═════ Supplied information ═════

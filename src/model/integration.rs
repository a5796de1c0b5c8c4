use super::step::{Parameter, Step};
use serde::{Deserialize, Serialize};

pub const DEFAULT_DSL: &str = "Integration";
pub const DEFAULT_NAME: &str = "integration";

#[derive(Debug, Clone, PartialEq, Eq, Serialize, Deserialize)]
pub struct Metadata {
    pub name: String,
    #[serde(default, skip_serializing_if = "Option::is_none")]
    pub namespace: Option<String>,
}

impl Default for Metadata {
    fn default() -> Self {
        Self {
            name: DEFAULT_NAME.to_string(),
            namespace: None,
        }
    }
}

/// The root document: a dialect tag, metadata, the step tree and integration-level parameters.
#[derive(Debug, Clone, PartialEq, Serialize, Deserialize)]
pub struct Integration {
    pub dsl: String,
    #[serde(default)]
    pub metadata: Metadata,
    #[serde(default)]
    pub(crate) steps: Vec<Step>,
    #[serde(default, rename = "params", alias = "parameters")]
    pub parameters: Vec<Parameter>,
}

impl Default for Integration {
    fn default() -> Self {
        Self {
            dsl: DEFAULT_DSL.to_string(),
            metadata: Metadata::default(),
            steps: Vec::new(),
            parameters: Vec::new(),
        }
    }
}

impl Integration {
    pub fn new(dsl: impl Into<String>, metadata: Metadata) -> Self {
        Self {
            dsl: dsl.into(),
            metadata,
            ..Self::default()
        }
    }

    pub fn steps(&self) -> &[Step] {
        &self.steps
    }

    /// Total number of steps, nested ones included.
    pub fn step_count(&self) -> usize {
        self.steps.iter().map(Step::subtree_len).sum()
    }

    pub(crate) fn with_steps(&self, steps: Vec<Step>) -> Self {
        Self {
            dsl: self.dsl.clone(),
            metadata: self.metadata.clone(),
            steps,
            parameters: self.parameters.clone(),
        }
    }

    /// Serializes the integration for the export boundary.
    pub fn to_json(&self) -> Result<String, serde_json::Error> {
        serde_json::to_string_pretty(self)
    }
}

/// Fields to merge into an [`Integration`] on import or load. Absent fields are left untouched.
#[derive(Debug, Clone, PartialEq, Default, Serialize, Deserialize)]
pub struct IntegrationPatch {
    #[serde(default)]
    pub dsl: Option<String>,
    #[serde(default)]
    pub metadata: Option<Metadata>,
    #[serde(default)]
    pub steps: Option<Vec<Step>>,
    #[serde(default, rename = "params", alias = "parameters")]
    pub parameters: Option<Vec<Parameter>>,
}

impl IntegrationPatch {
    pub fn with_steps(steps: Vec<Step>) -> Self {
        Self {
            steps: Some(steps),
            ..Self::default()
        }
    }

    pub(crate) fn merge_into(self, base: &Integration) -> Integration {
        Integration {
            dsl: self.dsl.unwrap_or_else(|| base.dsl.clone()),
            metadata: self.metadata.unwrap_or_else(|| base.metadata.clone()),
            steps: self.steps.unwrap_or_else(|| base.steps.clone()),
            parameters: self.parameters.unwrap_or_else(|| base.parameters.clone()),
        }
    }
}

═════
═════ Supplied information ═════

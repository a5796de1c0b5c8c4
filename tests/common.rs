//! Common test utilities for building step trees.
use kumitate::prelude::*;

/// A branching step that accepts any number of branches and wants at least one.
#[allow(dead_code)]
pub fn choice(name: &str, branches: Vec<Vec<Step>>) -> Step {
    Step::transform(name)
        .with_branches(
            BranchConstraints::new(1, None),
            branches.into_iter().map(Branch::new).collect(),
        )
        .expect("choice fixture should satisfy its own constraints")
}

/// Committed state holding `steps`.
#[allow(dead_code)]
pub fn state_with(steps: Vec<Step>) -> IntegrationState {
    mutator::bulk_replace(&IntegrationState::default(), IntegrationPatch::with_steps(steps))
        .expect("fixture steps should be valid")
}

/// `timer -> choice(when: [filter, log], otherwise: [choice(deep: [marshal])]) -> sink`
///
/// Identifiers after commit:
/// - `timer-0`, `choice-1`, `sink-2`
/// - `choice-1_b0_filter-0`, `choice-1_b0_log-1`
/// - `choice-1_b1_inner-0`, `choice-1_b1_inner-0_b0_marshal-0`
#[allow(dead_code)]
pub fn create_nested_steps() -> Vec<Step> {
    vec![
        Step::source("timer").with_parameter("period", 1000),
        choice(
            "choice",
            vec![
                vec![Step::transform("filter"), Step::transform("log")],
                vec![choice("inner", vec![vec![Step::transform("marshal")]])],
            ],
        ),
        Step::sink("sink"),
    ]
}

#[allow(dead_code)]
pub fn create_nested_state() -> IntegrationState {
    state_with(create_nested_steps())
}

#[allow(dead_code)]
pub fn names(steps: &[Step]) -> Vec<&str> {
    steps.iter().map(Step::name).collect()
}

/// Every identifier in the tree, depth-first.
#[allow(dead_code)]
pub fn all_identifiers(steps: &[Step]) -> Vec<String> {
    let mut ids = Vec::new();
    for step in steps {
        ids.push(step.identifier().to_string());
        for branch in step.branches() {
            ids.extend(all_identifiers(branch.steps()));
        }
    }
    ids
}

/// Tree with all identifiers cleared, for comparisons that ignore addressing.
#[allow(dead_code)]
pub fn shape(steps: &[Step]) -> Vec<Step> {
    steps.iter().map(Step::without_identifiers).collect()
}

═════
═════ Supplied information ═════

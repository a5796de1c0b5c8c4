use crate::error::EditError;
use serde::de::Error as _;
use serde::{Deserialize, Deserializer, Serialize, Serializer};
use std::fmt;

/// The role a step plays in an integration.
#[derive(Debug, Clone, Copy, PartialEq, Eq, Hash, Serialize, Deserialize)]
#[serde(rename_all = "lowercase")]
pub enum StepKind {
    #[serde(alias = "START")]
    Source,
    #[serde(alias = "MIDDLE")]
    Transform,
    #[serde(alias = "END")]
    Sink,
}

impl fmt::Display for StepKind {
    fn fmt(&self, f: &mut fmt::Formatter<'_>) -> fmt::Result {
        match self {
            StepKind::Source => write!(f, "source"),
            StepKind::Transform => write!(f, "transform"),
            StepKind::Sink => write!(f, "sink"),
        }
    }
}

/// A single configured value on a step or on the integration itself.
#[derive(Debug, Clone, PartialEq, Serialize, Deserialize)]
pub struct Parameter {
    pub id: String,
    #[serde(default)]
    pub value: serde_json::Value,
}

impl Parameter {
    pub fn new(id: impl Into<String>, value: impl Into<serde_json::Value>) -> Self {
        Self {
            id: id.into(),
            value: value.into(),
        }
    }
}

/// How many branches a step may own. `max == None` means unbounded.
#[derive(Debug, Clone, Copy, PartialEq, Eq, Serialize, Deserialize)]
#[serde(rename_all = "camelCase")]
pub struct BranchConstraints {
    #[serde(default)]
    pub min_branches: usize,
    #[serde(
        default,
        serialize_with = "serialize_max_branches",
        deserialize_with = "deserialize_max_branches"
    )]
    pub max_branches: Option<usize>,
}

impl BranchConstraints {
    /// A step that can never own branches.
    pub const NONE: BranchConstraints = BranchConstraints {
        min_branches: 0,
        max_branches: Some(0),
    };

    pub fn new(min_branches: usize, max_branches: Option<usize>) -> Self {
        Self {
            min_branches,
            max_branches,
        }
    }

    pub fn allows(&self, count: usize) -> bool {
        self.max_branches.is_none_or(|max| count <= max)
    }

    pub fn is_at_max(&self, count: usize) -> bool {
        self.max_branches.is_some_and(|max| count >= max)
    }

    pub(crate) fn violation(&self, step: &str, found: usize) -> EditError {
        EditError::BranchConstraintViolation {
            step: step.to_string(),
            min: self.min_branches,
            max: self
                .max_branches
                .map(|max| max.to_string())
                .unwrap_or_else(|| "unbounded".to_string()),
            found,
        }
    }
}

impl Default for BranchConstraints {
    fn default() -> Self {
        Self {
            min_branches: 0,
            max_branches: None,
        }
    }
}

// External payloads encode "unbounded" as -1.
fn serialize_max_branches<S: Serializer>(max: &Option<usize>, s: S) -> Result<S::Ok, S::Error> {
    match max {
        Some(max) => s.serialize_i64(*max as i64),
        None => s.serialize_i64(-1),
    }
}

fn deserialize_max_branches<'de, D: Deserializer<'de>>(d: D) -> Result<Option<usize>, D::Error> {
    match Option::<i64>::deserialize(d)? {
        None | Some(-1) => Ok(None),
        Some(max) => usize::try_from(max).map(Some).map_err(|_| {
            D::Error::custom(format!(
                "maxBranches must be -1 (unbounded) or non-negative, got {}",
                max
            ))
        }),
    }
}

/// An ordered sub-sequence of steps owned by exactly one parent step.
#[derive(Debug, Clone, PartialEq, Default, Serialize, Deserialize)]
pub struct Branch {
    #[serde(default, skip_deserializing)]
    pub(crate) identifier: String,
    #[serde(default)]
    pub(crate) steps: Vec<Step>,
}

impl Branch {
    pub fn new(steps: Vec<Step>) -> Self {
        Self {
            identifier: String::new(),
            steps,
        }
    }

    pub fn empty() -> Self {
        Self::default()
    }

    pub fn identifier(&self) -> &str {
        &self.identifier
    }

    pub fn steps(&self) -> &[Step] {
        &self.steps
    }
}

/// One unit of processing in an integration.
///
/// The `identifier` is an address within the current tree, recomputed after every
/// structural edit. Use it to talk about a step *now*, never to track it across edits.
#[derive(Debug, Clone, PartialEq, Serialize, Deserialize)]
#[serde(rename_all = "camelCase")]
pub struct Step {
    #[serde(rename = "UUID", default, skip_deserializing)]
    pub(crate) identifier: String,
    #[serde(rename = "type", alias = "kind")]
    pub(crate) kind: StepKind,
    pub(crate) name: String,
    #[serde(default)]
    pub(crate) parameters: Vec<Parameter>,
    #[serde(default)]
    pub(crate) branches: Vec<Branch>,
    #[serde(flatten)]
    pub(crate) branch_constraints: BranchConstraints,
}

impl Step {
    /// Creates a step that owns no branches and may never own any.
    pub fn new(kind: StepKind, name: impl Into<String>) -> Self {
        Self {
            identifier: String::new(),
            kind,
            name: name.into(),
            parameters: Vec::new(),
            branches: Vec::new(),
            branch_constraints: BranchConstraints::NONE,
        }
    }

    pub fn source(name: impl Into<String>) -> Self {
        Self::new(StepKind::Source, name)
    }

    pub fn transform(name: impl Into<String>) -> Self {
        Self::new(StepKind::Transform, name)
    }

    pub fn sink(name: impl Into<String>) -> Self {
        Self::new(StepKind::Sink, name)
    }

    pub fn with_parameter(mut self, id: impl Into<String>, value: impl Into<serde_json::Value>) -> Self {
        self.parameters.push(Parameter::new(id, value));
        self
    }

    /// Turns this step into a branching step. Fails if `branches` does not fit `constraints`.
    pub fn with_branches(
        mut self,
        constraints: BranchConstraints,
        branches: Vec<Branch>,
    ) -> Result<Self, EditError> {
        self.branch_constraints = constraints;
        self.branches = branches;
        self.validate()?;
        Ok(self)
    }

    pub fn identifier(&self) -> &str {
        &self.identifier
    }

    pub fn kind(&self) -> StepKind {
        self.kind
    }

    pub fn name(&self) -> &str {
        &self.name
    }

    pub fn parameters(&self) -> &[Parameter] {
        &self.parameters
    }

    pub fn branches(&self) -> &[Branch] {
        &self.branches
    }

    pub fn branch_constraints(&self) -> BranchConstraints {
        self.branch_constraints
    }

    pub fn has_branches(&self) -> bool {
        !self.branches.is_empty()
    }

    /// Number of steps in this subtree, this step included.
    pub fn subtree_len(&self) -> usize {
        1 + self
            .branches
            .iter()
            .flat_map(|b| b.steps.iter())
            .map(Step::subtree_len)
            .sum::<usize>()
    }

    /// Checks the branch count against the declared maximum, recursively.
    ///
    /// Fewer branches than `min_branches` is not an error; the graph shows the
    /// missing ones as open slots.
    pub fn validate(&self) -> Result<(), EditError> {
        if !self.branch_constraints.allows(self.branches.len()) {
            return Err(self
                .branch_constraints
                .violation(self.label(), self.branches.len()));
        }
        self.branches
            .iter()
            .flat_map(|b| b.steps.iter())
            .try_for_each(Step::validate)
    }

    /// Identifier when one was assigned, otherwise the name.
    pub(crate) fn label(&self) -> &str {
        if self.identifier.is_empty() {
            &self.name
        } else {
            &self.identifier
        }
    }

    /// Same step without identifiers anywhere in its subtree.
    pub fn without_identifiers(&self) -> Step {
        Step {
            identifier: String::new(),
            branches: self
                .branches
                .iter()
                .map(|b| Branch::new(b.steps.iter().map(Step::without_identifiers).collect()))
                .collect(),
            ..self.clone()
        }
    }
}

═════

### Task details:
Lines containing the word "bool": copy every one of them from the records above.

### Response to the exercise:
    pub fn allows(&self, count: usize) -> bool {
    pub fn is_at_max(&self, count: usize) -> bool {
    pub fn has_branches(&self) -> bool {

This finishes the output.